§ Work task
Each line of the records below that holds "stored" should be copied out.

§ Working data
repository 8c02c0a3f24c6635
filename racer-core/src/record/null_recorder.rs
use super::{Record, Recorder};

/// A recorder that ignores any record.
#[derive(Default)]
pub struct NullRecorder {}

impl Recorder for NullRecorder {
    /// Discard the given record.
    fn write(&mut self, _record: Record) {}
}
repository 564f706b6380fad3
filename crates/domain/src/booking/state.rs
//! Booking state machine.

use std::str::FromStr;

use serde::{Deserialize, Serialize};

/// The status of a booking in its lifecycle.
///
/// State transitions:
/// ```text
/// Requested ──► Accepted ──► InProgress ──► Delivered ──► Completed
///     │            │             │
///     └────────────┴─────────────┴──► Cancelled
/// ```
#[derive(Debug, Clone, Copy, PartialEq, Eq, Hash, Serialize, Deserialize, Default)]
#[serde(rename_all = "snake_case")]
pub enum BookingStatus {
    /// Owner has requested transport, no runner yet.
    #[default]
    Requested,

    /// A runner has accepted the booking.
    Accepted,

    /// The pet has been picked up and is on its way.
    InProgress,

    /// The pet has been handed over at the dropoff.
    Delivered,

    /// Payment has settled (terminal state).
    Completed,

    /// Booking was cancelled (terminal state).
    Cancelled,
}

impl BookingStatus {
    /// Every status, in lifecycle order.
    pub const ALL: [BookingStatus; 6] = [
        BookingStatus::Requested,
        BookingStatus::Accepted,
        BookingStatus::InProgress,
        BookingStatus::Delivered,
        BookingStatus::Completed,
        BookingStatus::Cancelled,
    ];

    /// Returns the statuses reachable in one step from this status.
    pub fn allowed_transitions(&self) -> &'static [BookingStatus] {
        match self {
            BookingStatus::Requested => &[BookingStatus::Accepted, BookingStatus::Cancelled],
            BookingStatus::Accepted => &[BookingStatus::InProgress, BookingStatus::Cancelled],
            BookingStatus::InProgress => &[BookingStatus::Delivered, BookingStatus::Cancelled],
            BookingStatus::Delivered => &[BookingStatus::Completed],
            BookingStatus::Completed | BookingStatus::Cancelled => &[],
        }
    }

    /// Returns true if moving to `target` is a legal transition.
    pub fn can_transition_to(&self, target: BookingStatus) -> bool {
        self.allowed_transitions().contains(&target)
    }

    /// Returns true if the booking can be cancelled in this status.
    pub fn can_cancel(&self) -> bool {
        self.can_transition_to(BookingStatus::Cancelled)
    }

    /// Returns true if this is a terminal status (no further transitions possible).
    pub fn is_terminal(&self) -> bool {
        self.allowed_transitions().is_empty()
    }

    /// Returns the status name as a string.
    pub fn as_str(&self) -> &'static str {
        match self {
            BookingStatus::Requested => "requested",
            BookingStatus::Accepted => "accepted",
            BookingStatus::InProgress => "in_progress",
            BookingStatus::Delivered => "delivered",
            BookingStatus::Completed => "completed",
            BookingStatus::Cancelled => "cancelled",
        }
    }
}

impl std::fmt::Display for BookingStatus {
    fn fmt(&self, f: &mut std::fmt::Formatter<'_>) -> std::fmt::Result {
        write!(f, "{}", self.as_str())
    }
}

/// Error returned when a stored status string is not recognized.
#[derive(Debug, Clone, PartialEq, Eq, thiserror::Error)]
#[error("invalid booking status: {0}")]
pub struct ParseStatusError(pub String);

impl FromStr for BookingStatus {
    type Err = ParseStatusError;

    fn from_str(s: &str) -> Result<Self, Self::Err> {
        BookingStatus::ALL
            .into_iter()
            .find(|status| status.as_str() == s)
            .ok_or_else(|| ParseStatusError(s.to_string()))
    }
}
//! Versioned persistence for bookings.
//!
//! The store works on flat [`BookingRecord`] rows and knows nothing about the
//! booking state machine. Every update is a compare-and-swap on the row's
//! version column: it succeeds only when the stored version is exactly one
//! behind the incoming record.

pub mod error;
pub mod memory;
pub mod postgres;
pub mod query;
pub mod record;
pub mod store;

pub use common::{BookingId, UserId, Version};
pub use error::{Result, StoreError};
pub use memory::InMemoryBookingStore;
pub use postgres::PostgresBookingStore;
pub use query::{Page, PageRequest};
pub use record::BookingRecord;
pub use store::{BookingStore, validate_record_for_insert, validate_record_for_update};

§ Result
/// Error returned when a stored status string is not recognized.
//! version column: it succeeds only when the stored version is exactly one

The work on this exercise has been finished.